Statistical Inference

The last portion of this course—and the later stage of most introductory statistics courses—deals with statistical inference.
Statistical inference combines the methods of descriptive statistics with the theory of probability for the purpose of learning what samples of data tell about the characteristics of populations from which they were drawn.

Probability

It is unnecessary to understand the theory of probability to acquire a good working knowledge of inferential statistics. So little more will be said about probability theory per se other than that your intuitive notion will suffice. The probability of an event is the proportion of times it will occur in a long string of independent opportunities. Flip a fair coin 10,000 times. Toss a pair of dice 1,000 times. Guess at the answers to the 500 true-false questions on your final exam.
  • The probability of a coin coming up heads is .50
  • The probability of a thrown die coming up with a 6 is 1/6 = .17
  • The probability that a baby born is male is about .51
Enough said.

Populations & Samples; Parameters & Statistics

The statistical characteristics of populations are called parameters. The mean, variance and correlation of x and y in a population are examples of parameters. It is conventional to represent parameters with Greek letters (such as mu, , pi, , and rho, , for mean, proportion and correlation, respectively). Note the parameters in the above figure.

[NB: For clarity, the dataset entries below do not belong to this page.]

//! This module mainly exposes the [`PassBuilder`] struct, used for correctly defining passes in a
//! [`RenderGraph`](crate::RenderGraph).
//!
//! There are two kinds of passes. Graphics passes may render into color and depth targets, compute passes may not.
//! Each pass declares how it touches every resource it uses, and optionally gives an executor that records its
//! work when the frame is recorded. Additionally, a color can be given to each pass which will show up in debuggers
//! like [*RenderDoc*](https://renderdoc.org/) if the `debug-markers` feature is enabled.
//!
//! # Example
//!
//! A pass that renders into an offscreen texture, and one that samples from it.
//! ```
//! use deimos::prelude::*;
//!
//! let mut graph = RenderGraph::new(HeadlessBackend::new(2, 1280, 720), GraphSettings::default());
//! let offscreen = graph.declare_texture(
//!     "offscreen",
//!     TextureDesc::new(vk::Format::R8G8B8A8_UNORM, ImageExtent::surface()),
//!     ResourceFlags::transient(),
//! );
//! let output = graph.declare_texture(
//!     "output",
//!     TextureDesc::new(vk::Format::R8G8B8A8_UNORM, ImageExtent::surface()),
//!     ResourceFlags::transient(),
//! );
//!
//! let render = PassBuilder::graphics("offscreen")
//!     // Only shows up in graphics debuggers if the debug-markers feature is enabled.
//!     .color([1.0, 0.0, 0.0, 1.0])
//!     .clear_color_target(offscreen, ClearColor::Float([0.0, 0.0, 0.0, 1.0]))
//!     .execute_fn(|ctx| {
//!         ctx.draw(3, 1, 0, 0);
//!         Ok(())
//!     })
//!     .build();
//! let blur = PassBuilder::compute("blur")
//!     .sample(offscreen)
//!     .write(output)
//!     .build();
//! graph.add_pass(render)?;
//! graph.add_pass(blur)?;
//! # Ok::<(), anyhow::Error>(())
//! ```

use anyhow::Result;
use ash::vk;

use crate::frame::context::{CompileContext, PassContext};
use crate::graph::access::PipelineStage;
use crate::graph::resource::{AccessKind, ResourceId};
use crate::graph::state::Condition;
use crate::util::to_vk::IntoVulkanType;

/// Stable handle to a pass. Passes are numbered in the order they were added to the graph, which is also their
/// execution order.
#[derive(Debug, Copy, Clone, Hash, PartialEq, Eq, PartialOrd, Ord)]
pub struct PassId(pub(crate) usize);

impl PassId {
    /// Position of this pass in execution order.
    pub fn index(&self) -> usize {
        self.0
    }
}

/// The kind of a pass. Determines which accesses are legal and how they translate to pipeline stages.
#[derive(Debug, Default, Copy, Clone, Hash, PartialEq, Eq)]
pub enum PassKind {
    /// Runs on the graphics pipeline, may have render targets.
    #[default]
    Graphics,
    /// Runs on the compute pipeline.
    Compute,
}

impl PassKind {
    /// The pipeline bind point of this pass kind.
    pub fn bind_point(&self) -> vk::PipelineBindPoint {
        match self {
            PassKind::Graphics => vk::PipelineBindPoint::GRAPHICS,
            PassKind::Compute => vk::PipelineBindPoint::COMPUTE,
        }
    }
}

/// Clear value for a color target.
#[derive(Copy, Clone, Debug, PartialEq)]
pub enum ClearColor {
    /// Clear value for float and normalized formats
    Float([f32; 4]),
    /// Clear value for signed integer formats
    Int([i32; 4]),
    /// Clear value for unsigned integer formats
    Uint([u32; 4]),
}

/// Clear value for a depth/stencil target.
#[derive(Copy, Clone, Default, Debug, PartialEq)]
pub struct ClearDepthStencil {
    /// Depth clear value
    pub depth: f32,
    /// Stencil clear value
    pub stencil: u32,
}

/// Clear value of one render target.
#[derive(Copy, Clone, Debug, PartialEq)]
pub enum ClearValue {
    /// Color target clear value
    Color(ClearColor),
    /// Depth target clear value
    DepthStencil(ClearDepthStencil),
}

impl IntoVulkanType for ClearColor {
    type Output = vk::ClearColorValue;

    fn into_vulkan(self) -> Self::Output {
        match self {
            ClearColor::Float(values) => vk::ClearColorValue {
                float32: values,
            },
            ClearColor::Int(values) => vk::ClearColorValue {
                int32: values,
            },
            ClearColor::Uint(values) => vk::ClearColorValue {
                uint32: values,
            },
        }
    }
}

impl IntoVulkanType for ClearDepthStencil {
    type Output = vk::ClearDepthStencilValue;

    fn into_vulkan(self) -> Self::Output {
        vk::ClearDepthStencilValue {
            depth: self.depth,
            stencil: self.stencil,
        }
    }
}

impl IntoVulkanType for ClearValue {
    type Output = vk::ClearValue;

    fn into_vulkan(self) -> Self::Output {
        match self {
            ClearValue::Color(color) => vk::ClearValue {
                color: color.into_vulkan(),
            },
            ClearValue::DepthStencil(depth) => vk::ClearValue {
                depth_stencil: depth.into_vulkan(),
            },
        }
    }
}

/// One declared access of a pass.
#[derive(Debug, Copy, Clone, PartialEq)]
pub struct PassAccess {
    /// The accessed resource
    pub resource: ResourceId,
    /// How it is accessed
    pub kind: AccessKind,
    /// Clear value, only for render targets with [`vk::AttachmentLoadOp::CLEAR`].
    pub clear: Option<ClearValue>,
}

/// Defines a pass executor that is called by the graph. Only [`PassExecutor::record()`] is required, the lifecycle
/// hooks default to doing nothing.
pub trait PassExecutor {
    /// Called once during [`RenderGraph::compile_ahead_of_time()`](crate::RenderGraph::compile_ahead_of_time), after
    /// all physical resources exist but before binding sets are allocated. This is where a pass manages its binding
    /// sets and declares their writes.
    fn prepare_ahead_of_time(&mut self, _ctx: &mut CompileContext) -> Result<()> {
        Ok(())
    }

    /// Called the first time the pass is enabled.
    fn on_first_enable(&mut self) -> Result<()> {
        Ok(())
    }

    /// Called when the pass is enabled again after having been disabled.
    fn on_switch_to_enable(&mut self) -> Result<()> {
        Ok(())
    }

    /// Called every frame the pass is enabled, after its barriers were inserted and before [`PassExecutor::record()`].
    fn prepare(&mut self, _ctx: &mut PassContext) -> Result<()> {
        Ok(())
    }

    /// Record the work of this pass.
    fn record(&mut self, ctx: &mut PassContext) -> Result<()>;
}

impl<F> PassExecutor for F
where
    F: FnMut(&mut PassContext) -> Result<()>,
{
    /// Record this pass by calling the given function.
    fn record(&mut self, ctx: &mut PassContext) -> Result<()> {
        self(ctx)
    }
}

pub(crate) type BoxedPassExecutor = Box<dyn PassExecutor>;

/// An empty pass executor that does nothing
#[derive(Debug, Default)]
pub struct EmptyPassExecutor;

impl EmptyPassExecutor {
    /// Creates an empty pass executor
    pub fn new() -> Self {
        Self {}
    }

    /// Create a new empty pass executor in a [`Box`]
    pub fn new_boxed() -> Box<Self> {
        Box::new(Self::new())
    }
}

impl PassExecutor for EmptyPassExecutor {
    fn record(&mut self, _ctx: &mut PassContext) -> Result<()> {
        Ok(())
    }
}

/// Represents one pass in a render graph. You can obtain one using a [`PassBuilder`].
#[derive(Derivative)]
#[derivative(Debug)]
pub struct Pass {
    pub(crate) name: String,
    pub(crate) kind: PassKind,
    pub(crate) color: Option<[f32; 4]>,
    pub(crate) shader_stages: PipelineStage,
    pub(crate) condition: Condition,
    pub(crate) default_enabled: bool,
    pub(crate) accesses: Vec<PassAccess>,
    #[derivative(Debug = "ignore")]
    pub(crate) execute: BoxedPassExecutor,
}

impl Pass {
    /// Get the pass name
    pub fn name(&self) -> &str {
        &self.name
    }

    /// Get the pass kind
    pub fn kind(&self) -> PassKind {
        self.kind
    }

    /// Get the shader stages this pass accesses resources in
    pub fn shader_stages(&self) -> PipelineStage {
        self.shader_stages
    }

    /// Get the declared accesses, in declaration order
    pub fn accesses(&self) -> &[PassAccess] {
        &self.accesses
    }

    /// Get the enable condition
    pub fn condition(&self) -> &Condition {
        &self.condition
    }

    /// Find the access of this pass to a resource.
    pub fn access(&self, resource: ResourceId) -> Option<&PassAccess> {
        self.accesses.iter().find(|access| access.resource == resource)
    }

    /// All render target accesses, in declaration order.
    pub fn render_targets(&self) -> impl Iterator<Item = &PassAccess> {
        self.accesses
            .iter()
            .filter(|access| matches!(access.kind, AccessKind::RenderTarget { .. }))
    }

    /// Whether the pass begins a render pass before recording.
    pub fn has_render_targets(&self) -> bool {
        self.kind == PassKind::Graphics && self.render_targets().next().is_some()
    }
}

/// Used to create [`Pass`] objects correctly.
/// # Example
/// See the [`pass`](crate::graph::pass) module level documentation.
pub struct PassBuilder {
    inner: Pass,
}

impl PassBuilder {
    fn new(name: impl Into<String>, kind: PassKind) -> Self {
        PassBuilder {
            inner: Pass {
                name: name.into(),
                kind,
                color: None,
                shader_stages: kind.default_shader_stages(),
                condition: Condition::Always,
                default_enabled: true,
                accesses: vec![],
                execute: EmptyPassExecutor::new_boxed(),
            },
        }
    }

    /// Create a new graphics pass. This constructor is required for passes that render to any targets.
    pub fn graphics(name: impl Into<String>) -> Self {
        Self::new(name, PassKind::Graphics)
    }

    /// Create a new compute pass.
    pub fn compute(name: impl Into<String>) -> Self {
        Self::new(name, PassKind::Compute)
    }

    /// Set the color of this pass. This can show up in graphics debuggers like RenderDoc.
    pub fn color(mut self, color: [f32; 4]) -> Self {
        self.inner.color = Some(color);
        self
    }

    /// Override the shader stages that read, write and sample resources. Defaults to the fragment shader for
    /// graphics passes and the compute shader for compute passes.
    pub fn shader_stages(mut self, stages: PipelineStage) -> Self {
        self.inner.shader_stages = stages;
        self
    }

    /// Only enable this pass while `condition` holds.
    pub fn condition(mut self, condition: Condition) -> Self {
        self.inner.condition = condition;
        self
    }

    /// Set the initial value of the enable switch of this pass. Passes are enabled by default.
    pub fn enabled(mut self, enabled: bool) -> Self {
        self.inner.default_enabled = enabled;
        self
    }

    fn access(mut self, resource: ResourceId, kind: AccessKind, clear: Option<ClearValue>) -> Self {
        self.inner.accesses.push(PassAccess {
            resource,
            kind,
            clear,
        });
        self
    }

    /// Initialize the contents of a resource with transfer commands.
    pub fn init(self, resource: ResourceId) -> Self {
        self.access(resource, AccessKind::Init, None)
    }

    /// Read a resource as a storage image or storage buffer.
    pub fn read(self, resource: ResourceId) -> Self {
        self.access(resource, AccessKind::Read, None)
    }

    /// Write to a resource as a storage image or storage buffer.
    pub fn write(self, resource: ResourceId) -> Self {
        self.access(resource, AccessKind::Write, None)
    }

    /// Sample an image.
    pub fn sample(self, resource: ResourceId) -> Self {
        self.access(resource, AccessKind::SAMPLE, None)
    }

    /// Sample an image after regenerating its mip chain from the first level.
    pub fn sample_mipmapped(self, resource: ResourceId) -> Self {
        self.access(
            resource,
            AccessKind::Sample {
                needs_mipmap: true,
            },
            None,
        )
    }

    /// Render into an image. The attachment kind (color or depth) is derived from the image format.
    /// Targets loaded with [`vk::AttachmentLoadOp::CLEAR`] are cleared to zero, use
    /// [`PassBuilder::clear_color_target()`] or [`PassBuilder::clear_depth_target()`] to pick the clear value.
    pub fn render_to(self, resource: ResourceId, load_op: vk::AttachmentLoadOp, store_op: vk::AttachmentStoreOp) -> Self {
        self.access(
            resource,
            AccessKind::RenderTarget {
                load_op,
                store_op,
            },
            None,
        )
    }

    /// Render into a color image after clearing it.
    pub fn clear_color_target(self, resource: ResourceId, color: ClearColor) -> Self {
        self.access(
            resource,
            AccessKind::RenderTarget {
                load_op: vk::AttachmentLoadOp::CLEAR,
                store_op: vk::AttachmentStoreOp::STORE,
            },
            Some(ClearValue::Color(color)),
        )
    }

    /// Render into a depth image after clearing it.
    pub fn clear_depth_target(self, resource: ResourceId, clear: ClearDepthStencil) -> Self {
        self.access(
            resource,
            AccessKind::RenderTarget {
                load_op: vk::AttachmentLoadOp::CLEAR,
                store_op: vk::AttachmentStoreOp::STORE,
            },
            Some(ClearValue::DepthStencil(clear)),
        )
    }

    /// Render into an image, keeping its previous contents.
    pub fn load_target(self, resource: ResourceId) -> Self {
        self.render_to(resource, vk::AttachmentLoadOp::LOAD, vk::AttachmentStoreOp::STORE)
    }

    /// Set the executor of this pass.
    pub fn executor(mut self, executor: impl PassExecutor + 'static) -> Self {
        self.inner.execute = Box::new(executor);
        self
    }

    /// Set a function to be called when the pass is recorded.
    pub fn execute_fn<F>(self, exec: F) -> Self
    where
        F: FnMut(&mut PassContext) -> Result<()> + 'static,
    {
        self.executor(exec)
    }

    /// Obtain a built [`Pass`] object.
    pub fn build(self) -> Pass {
        self.inner
    }
}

Samples are taken from populations to learn something about the parameters. Naturally, one would want the sample to be representative of the population if it is to reflect on the population's characteristics. But if the population is so unknown as to have to be sampled to learn about it, then how could it be known well enough to determine whether a sample was representative of it? One could, perhaps, reason that the population of U.S. voters is roughly half male and half female so that a sample of voters shouldl\ likewise be split 50-50 between the sexes. But if sex is unrelated to candidate preference, it counts not at all in favor of the sample's representativeness that it too is half male and half female.
So, the inferential problem confronts a dilemma immediately. If the population is unknown, how can one have confidence that a particular sample from it is representative of it? The solution to the dilemma uses the theory of probability. If the sample is drawn according to the laws of probability, then the degree to which the sample is representative of the population can be calculated in probabilistic terms. Hence, one will be able to say that the probability is 95% that the sample is representative of the population to a certain degree. Hence, the concept of a "representative sample" is replaced by the concept of a randomly representative sample.

Random Samples

A random sample is a sample drawn in such a way that each element of the population has an equal and independent chance of being included in the sample—or so the statistician says. So, how do you draw a random sample?
    To draw a simple random sample you must
  • Give each element of the population an ID number
  • Use a table of random digits to select those elements that enter the sample
For example, the 589 school districts in your state are given ID numbers from 001 through 589. You go to a table of random digits in the back of a statistics book and you close your eyes and pick a place to start other than the upper-left of the page. If the first three digits you come to are 412, then school district #412 on your list goes in the sample. Continue in this way until you have drawn all the elements in your sample. (How many? No easy answer. As many as you can afford, unless that gets to be too many. How many is too many? Again, no easy answer. There are lots of phony answers in statistics books about the "right" number of cases to pick for a sample but these answers are generally highly arbitrary and made to look less so. Don't trust them.)

Randomness

Almost nothing other than this tedious process of assigning ID numbers and resorting to tables of random digits will do (though sometimes drawing slips of paper out of a hat isn't a bad approximation to a random sample). You must trust a mechanical process to pick the elements that will be sampled—because, humans are incapable of random behavior. Even when you think you are achieving randomness, you aren't.
Do this exercise before reading further:
Drawing from the digits 0 through 9 with repeats, write a string of 20 digits in random order, i.e., 2,6,1,8 etc. Just write them on a scrap of paper right now. Then read on.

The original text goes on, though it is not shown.